+++ SOURCE INFORMATION +++
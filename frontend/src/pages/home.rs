use std::rc::Rc;

use yew::prelude::*;

use crate::models::Portfolio;
use crate::pages::about::AboutSection;
use crate::pages::projects::ProjectsSection;
use crate::pages::skills::SkillsSection;

#[derive(Properties, PartialEq)]
pub struct HomePageProps {
    pub portfolio: Rc<Portfolio>,
}
use yew::prelude::*;

use crate::hooks::scroll::use_scroll_y;
use crate::motion::ramp::Ramp;

/// Background translation for a scroll offset.
pub fn parallax_style(translate_y: &Ramp, offset: f64) -> String {
    format!("transform: translate3d(0, {}px, 0);", translate_y.sample(offset))
}

#[derive(Properties, PartialEq)]
pub struct ScrollParallaxLayerProps {
    /// Scroll offset → vertical translation in px.
    pub translate_y: Ramp,
    #[prop_or_default]
    pub class: Classes,
}

/// Layer that drifts vertically as the page scrolls.
#[function_component(ScrollParallaxLayer)]
pub fn scroll_parallax_layer(props: &ScrollParallaxLayerProps) -> Html {
    let offset = use_scroll_y();
    html! {
        <div
            class={classes!("parallax-layer", props.class.clone())}
            style={parallax_style(&props.translate_y, offset)}
            aria-hidden="true"
        />
    }
}

/// Opacity and scale of a block as functions of the scroll offset.
#[derive(Debug, Clone, PartialEq)]
pub struct ScrollFade {
    pub opacity: Ramp,
    pub scale: Ramp,
}

impl ScrollFade {
    /// Both ramps over the same scroll range, opacity 0 → 1 and scale
    /// `min_scale` → 1.
    pub fn between(start: f64, end: f64, min_scale: f64) -> Self {
        ScrollFade {
            opacity: Ramp::linear((start, 0.0), (end, 1.0)),
            scale: Ramp::linear((start, min_scale), (end, 1.0)),
        }
    }

    /// Style once the page has scrolled, `None` at offset 0 so the reveal
    /// keeps control of opacity and scale on first paint.
    pub fn style_after_scroll(&self, offset: f64) -> Option<String> {
        (offset > 0.0).then(|| self.style_at(offset))
    }

    pub fn style_at(&self, offset: f64) -> String {
        format!(
            "opacity: {}; transform: scale({});",
            self.opacity.sample(offset),
            self.scale.sample(offset)
        )
    }
}

#[cfg(test)]
mod tests {
    use super::*;

    #[test]
    fn fade_is_invisible_at_initial_paint() {
        let fade = ScrollFade::between(200.0, 600.0, 0.8);
        assert_eq!(fade.style_at(0.0), "opacity: 0; transform: scale(0.8);");
    }

    #[test]
    fn fade_settles_without_overshoot() {
        let fade = ScrollFade::between(200.0, 600.0, 0.8);
        assert_eq!(fade.style_at(600.0), "opacity: 1; transform: scale(1);");
        assert_eq!(fade.style_at(40_000.0), "opacity: 1; transform: scale(1);");
    }

    #[test]
    fn fade_waits_for_the_first_scroll() {
        let fade = ScrollFade::between(200.0, 600.0, 0.8);
        assert_eq!(fade.style_after_scroll(0.0), None);
        assert_eq!(
            fade.style_after_scroll(50.0).as_deref(),
            Some("opacity: 0; transform: scale(0.8);")
        );
    }

    #[test]
    fn parallax_follows_the_ramp() {
        let ramp = Ramp::linear((0.0, 0.0), (1000.0, -200.0));
        assert_eq!(parallax_style(&ramp, 0.0), "transform: translate3d(0, 0px, 0);");
        assert_eq!(parallax_style(&ramp, 500.0), "transform: translate3d(0, -100px, 0);");
        assert_eq!(parallax_style(&ramp, 1e6), "transform: translate3d(0, -200px, 0);");
    }
}
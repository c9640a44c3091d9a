use yew::prelude::*;

use crate::models::Icon;

fn glyph(icon: Icon) -> &'static str {
    match icon {
        Icon::Code => "</>",
        Icon::Database => "🗄",
        Icon::Globe => "🌐",
        Icon::Cpu => "⚙",
        Icon::Brain => "🧠",
        Icon::Smartphone => "📱",
        Icon::Bot => "🤖",
        Icon::Zap => "⚡",
        Icon::Target => "🎯",
        Icon::Lightbulb => "💡",
        Icon::Calendar => "📅",
        Icon::Monitor => "🖥",
        Icon::Briefcase => "💼",
        Icon::Users => "👥",
        Icon::MessageSquare => "💬",
        Icon::ExternalLink => "↗",
        Icon::Github => "🐙",
    }
}

#[derive(Properties, PartialEq)]
pub struct IconViewProps {
    pub icon: Icon,
    #[prop_or(24)]
    pub size: u32,
    #[prop_or_default]
    pub color: Option<AttrValue>,
    #[prop_or_default]
    pub class: Classes,
}

#[function_component(IconView)]
pub fn icon_view(props: &IconViewProps) -> Html {
    let color = props
        .color
        .as_ref()
        .map(|c| format!(" color: {};", c))
        .unwrap_or_default();
    let style = format!(
        "display: inline-flex; align-items: center; justify-content: center; width: {0}px; height: {0}px; font-size: {1}px; line-height: 1;{2}",
        props.size,
        props.size * 3 / 4,
        color
    );
    html! {
        <span class={classes!("icon", props.class.clone())} style={style} aria-hidden="true">
            {glyph(props.icon)}
        </span>
    }
}
use thiserror::Error;
use wasm_bindgen::JsValue;

#[derive(Debug, Error)]
pub enum PortfolioError {
    #[error("failed to parse portfolio content: {0}")]
    Content(#[from] serde_json::Error),

    #[error("skill `{skill}` has proficiency {value}, expected 0..=5")]
    ProficiencyOutOfRange { skill: String, value: u8 },

    #[error("intersection threshold {0} is outside (0, 1]")]
    InvalidThreshold(f64),

    #[error("invalid ramp: {0}")]
    InvalidRamp(&'static str),

    #[error("no global window available")]
    NoWindow,

    #[error("browser call failed: {0}")]
    Browser(String),
}

impl From<JsValue> for PortfolioError {
    fn from(value: JsValue) -> Self {
        PortfolioError::Browser(value.as_string().unwrap_or_else(|| format!("{:?}", value)))
    }
}
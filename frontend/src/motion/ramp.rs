//! Piecewise-linear mapping from an input range (usually a scroll offset) to
//! an output value. Inputs outside the breakpoints are clamped to the first
//! or last output, never extrapolated.

use crate::error::PortfolioError;

#[derive(Debug, Clone, PartialEq)]
pub struct Ramp {
    inputs: Vec<f64>,
    outputs: Vec<f64>,
}

impl Ramp {
    /// Builds a ramp through `(inputs[i], outputs[i])`.
    ///
    /// Inputs must be strictly increasing and both slices must have the same
    /// length of at least two.
    pub fn new(inputs: &[f64], outputs: &[f64]) -> Result<Self, PortfolioError> {
        if inputs.len() != outputs.len() {
            return Err(PortfolioError::InvalidRamp("inputs and outputs differ in length"));
        }
        if inputs.len() < 2 {
            return Err(PortfolioError::InvalidRamp("at least two breakpoints are required"));
        }
        if inputs.iter().chain(outputs).any(|v| !v.is_finite()) {
            return Err(PortfolioError::InvalidRamp("breakpoints must be finite"));
        }
        if inputs.windows(2).any(|w| w[1] <= w[0]) {
            return Err(PortfolioError::InvalidRamp("inputs must be strictly increasing"));
        }
        Ok(Self {
            inputs: inputs.to_vec(),
            outputs: outputs.to_vec(),
        })
    }

    /// Two-point ramp. Falls back to a constant `to.1` if the domain is empty
    /// or reversed.
    pub fn linear(from: (f64, f64), to: (f64, f64)) -> Self {
        Self::new(&[from.0, to.0], &[from.1, to.1]).unwrap_or_else(|_| Self {
            inputs: vec![0.0, 1.0],
            outputs: vec![to.1, to.1],
        })
    }

    pub fn sample(&self, x: f64) -> f64 {
        let last = self.inputs.len() - 1;
        if x.is_nan() || x <= self.inputs[0] {
            return self.outputs[0];
        }
        if x >= self.inputs[last] {
            return self.outputs[last];
        }
        // First breakpoint strictly greater than x; guaranteed in 1..=last here.
        let upper = self.inputs.partition_point(|&input| input <= x);
        let (x0, x1) = (self.inputs[upper - 1], self.inputs[upper]);
        let (y0, y1) = (self.outputs[upper - 1], self.outputs[upper]);
        y0 + (x - x0) / (x1 - x0) * (y1 - y0)
    }
}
+++
PROBLEM TO WORK ON -> Show a copy of each line from the records above in which the string "motion" occurs.

ANSWER AREA ->
use crate::motion::ramp::Ramp;
filename frontend/src/motion/ramp.rs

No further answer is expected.